____ DATASET

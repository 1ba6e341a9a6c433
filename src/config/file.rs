//! TOML configuration file loading
//!
//! Supports `~/.config/valet/config.toml` as a persistent config source.
//! All fields are optional — the file is a partial overlay on top of defaults.

use std::path::PathBuf;

use serde::Deserialize;

/// Top-level TOML configuration file schema
#[derive(Debug, Default, Deserialize)]
pub struct ValetConfigFile {
    /// Assistant display name (used in the persona prompt)
    #[serde(default)]
    pub assistant_name: Option<String>,

    /// Wake phrase (e.g. "valet")
    #[serde(default)]
    pub wake_word: Option<String>,

    /// Reply language ("en" or "hi")
    #[serde(default)]
    pub language: Option<String>,

    /// LLM configuration
    #[serde(default)]
    pub llm: LlmFileConfig,

    /// Voice/audio configuration
    #[serde(default)]
    pub voice: VoiceFileConfig,

    /// Skills configuration
    #[serde(default)]
    pub skills: SkillsFileConfig,

    /// API keys for external services
    #[serde(default)]
    pub api_keys: ApiKeysFileConfig,
}

/// LLM-related configuration
#[derive(Debug, Default, Deserialize)]
pub struct LlmFileConfig {
    /// Model identifier (e.g. "gpt-4o-mini")
    pub model: Option<String>,

    /// API base URL for OpenAI-compatible endpoints
    pub api_base: Option<String>,
}

/// Voice-related configuration
#[derive(Debug, Default, Deserialize)]
pub struct VoiceFileConfig {
    /// Enable voice input
    pub enabled: Option<bool>,

    /// STT model (e.g. "whisper-1")
    pub stt_model: Option<String>,

    /// TTS model (e.g. "tts-1")
    pub tts_model: Option<String>,

    /// TTS voice identifier
    pub tts_voice: Option<String>,

    /// TTS speed multiplier
    pub tts_speed: Option<f64>,
}

/// Skills-related configuration
#[derive(Debug, Default, Deserialize)]
pub struct SkillsFileConfig {
    /// Extra directories to scan for skill manifests
    #[serde(default)]
    pub dirs: Vec<PathBuf>,
}

/// API keys
#[derive(Debug, Default, Deserialize)]
pub struct ApiKeysFileConfig {
    /// OpenAI-compatible API key
    pub openai: Option<String>,
}

impl ValetConfigFile {
    /// Load the config file if it exists, otherwise return defaults
    ///
    /// A missing file is not an error; a malformed file is.
    ///
    /// # Errors
    ///
    /// Returns an error if the file exists but cannot be read or parsed
    pub fn load() -> crate::Result<Self> {
        let Some(path) = Self::default_path() else {
            return Ok(Self::default());
        };

        if !path.exists() {
            return Ok(Self::default());
        }

        let content = std::fs::read_to_string(&path)?;
        let parsed: Self = toml::from_str(&content)?;
        tracing::debug!(path = %path.display(), "loaded config file");
        Ok(parsed)
    }

    /// Default config file path: `~/.config/valet/config.toml`
    #[must_use]
    pub fn default_path() -> Option<PathBuf> {
        directories::BaseDirs::new().map(|d| d.config_dir().join("valet").join("config.toml"))
    }
}

#[cfg(test)]
mod tests {
    use super::*;

    #[test]
    fn parse_full_file() {
        let toml = r#"
            assistant_name = "Valet"
            wake_word = "valet"
            language = "hi"

            [llm]
            model = "gpt-4o-mini"

            [voice]
            enabled = true
            stt_model = "whisper-1"
            tts_voice = "onyx"

            [skills]
            dirs = ["/opt/valet/skills"]

            [api_keys]
            openai = "sk-test"
        "#;

        let parsed: ValetConfigFile = toml::from_str(toml).unwrap();
        assert_eq!(parsed.wake_word.as_deref(), Some("valet"));
        assert_eq!(parsed.language.as_deref(), Some("hi"));
        assert_eq!(parsed.llm.model.as_deref(), Some("gpt-4o-mini"));
        assert_eq!(parsed.voice.enabled, Some(true));
        assert_eq!(parsed.skills.dirs.len(), 1);
        assert_eq!(parsed.api_keys.openai.as_deref(), Some("sk-test"));
    }

    #[test]
    fn parse_empty_file() {
        let parsed: ValetConfigFile = toml::from_str("").unwrap();
        assert!(parsed.wake_word.is_none());
        assert!(parsed.voice.enabled.is_none());
        assert!(parsed.skills.dirs.is_empty());
    }
}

________

*TASK STATEMENT:* Repeat the whole listing above, word for word.

*ANSWER BOX:*
repository 1ba6e341a9a6c433
filename src/config/file.rs
//! TOML configuration file loading
//!
//! Supports `~/.config/valet/config.toml` as a persistent config source.
//! All fields are optional — the file is a partial overlay on top of defaults.

use std::path::PathBuf;

use serde::Deserialize;

/// Top-level TOML configuration file schema
#[derive(Debug, Default, Deserialize)]
pub struct ValetConfigFile {
    /// Assistant display name (used in the persona prompt)
    #[serde(default)]
    pub assistant_name: Option<String>,

    /// Wake phrase (e.g. "valet")
    #[serde(default)]
    pub wake_word: Option<String>,

    /// Reply language ("en" or "hi")
    #[serde(default)]
    pub language: Option<String>,

    /// LLM configuration
    #[serde(default)]
    pub llm: LlmFileConfig,

    /// Voice/audio configuration
    #[serde(default)]
    pub voice: VoiceFileConfig,

    /// Skills configuration
    #[serde(default)]
    pub skills: SkillsFileConfig,

    /// API keys for external services
    #[serde(default)]
    pub api_keys: ApiKeysFileConfig,
}

/// LLM-related configuration
#[derive(Debug, Default, Deserialize)]
pub struct LlmFileConfig {
    /// Model identifier (e.g. "gpt-4o-mini")
    pub model: Option<String>,

    /// API base URL for OpenAI-compatible endpoints
    pub api_base: Option<String>,
}

/// Voice-related configuration
#[derive(Debug, Default, Deserialize)]
pub struct VoiceFileConfig {
    /// Enable voice input
    pub enabled: Option<bool>,

    /// STT model (e.g. "whisper-1")
    pub stt_model: Option<String>,

    /// TTS model (e.g. "tts-1")
    pub tts_model: Option<String>,

    /// TTS voice identifier
    pub tts_voice: Option<String>,

    /// TTS speed multiplier
    pub tts_speed: Option<f64>,
}

/// Skills-related configuration
#[derive(Debug, Default, Deserialize)]
pub struct SkillsFileConfig {
    /// Extra directories to scan for skill manifests
    #[serde(default)]
    pub dirs: Vec<PathBuf>,
}

/// API keys
#[derive(Debug, Default, Deserialize)]
pub struct ApiKeysFileConfig {
    /// OpenAI-compatible API key
    pub openai: Option<String>,
}

impl ValetConfigFile {
    /// Load the config file if it exists, otherwise return defaults
    ///
    /// A missing file is not an error; a malformed file is.
    ///
    /// # Errors
    ///
    /// Returns an error if the file exists but cannot be read or parsed
    pub fn load() -> crate::Result<Self> {
        let Some(path) = Self::default_path() else {
            return Ok(Self::default());
        };

        if !path.exists() {
            return Ok(Self::default());
        }

        let content = std::fs::read_to_string(&path)?;
        let parsed: Self = toml::from_str(&content)?;
        tracing::debug!(path = %path.display(), "loaded config file");
        Ok(parsed)
    }

    /// Default config file path: `~/.config/valet/config.toml`
    #[must_use]
    pub fn default_path() -> Option<PathBuf> {
        directories::BaseDirs::new().map(|d| d.config_dir().join("valet").join("config.toml"))
    }
}

#[cfg(test)]
mod tests {
    use super::*;

    #[test]
    fn parse_full_file() {
        let toml = r#"
            assistant_name = "Valet"
            wake_word = "valet"
            language = "hi"

            [llm]
            model = "gpt-4o-mini"

            [voice]
            enabled = true
            stt_model = "whisper-1"
            tts_voice = "onyx"

            [skills]
            dirs = ["/opt/valet/skills"]

            [api_keys]
            openai = "sk-test"
        "#;

        let parsed: ValetConfigFile = toml::from_str(toml).unwrap();
        assert_eq!(parsed.wake_word.as_deref(), Some("valet"));
        assert_eq!(parsed.language.as_deref(), Some("hi"));
        assert_eq!(parsed.llm.model.as_deref(), Some("gpt-4o-mini"));
        assert_eq!(parsed.voice.enabled, Some(true));
        assert_eq!(parsed.skills.dirs.len(), 1);
        assert_eq!(parsed.api_keys.openai.as_deref(), Some("sk-test"));
    }

    #[test]
    fn parse_empty_file() {
        let parsed: ValetConfigFile = toml::from_str("").unwrap();
        assert!(parsed.wake_word.is_none());
        assert!(parsed.voice.enabled.is_none());
        assert!(parsed.skills.dirs.is_empty());
    }
}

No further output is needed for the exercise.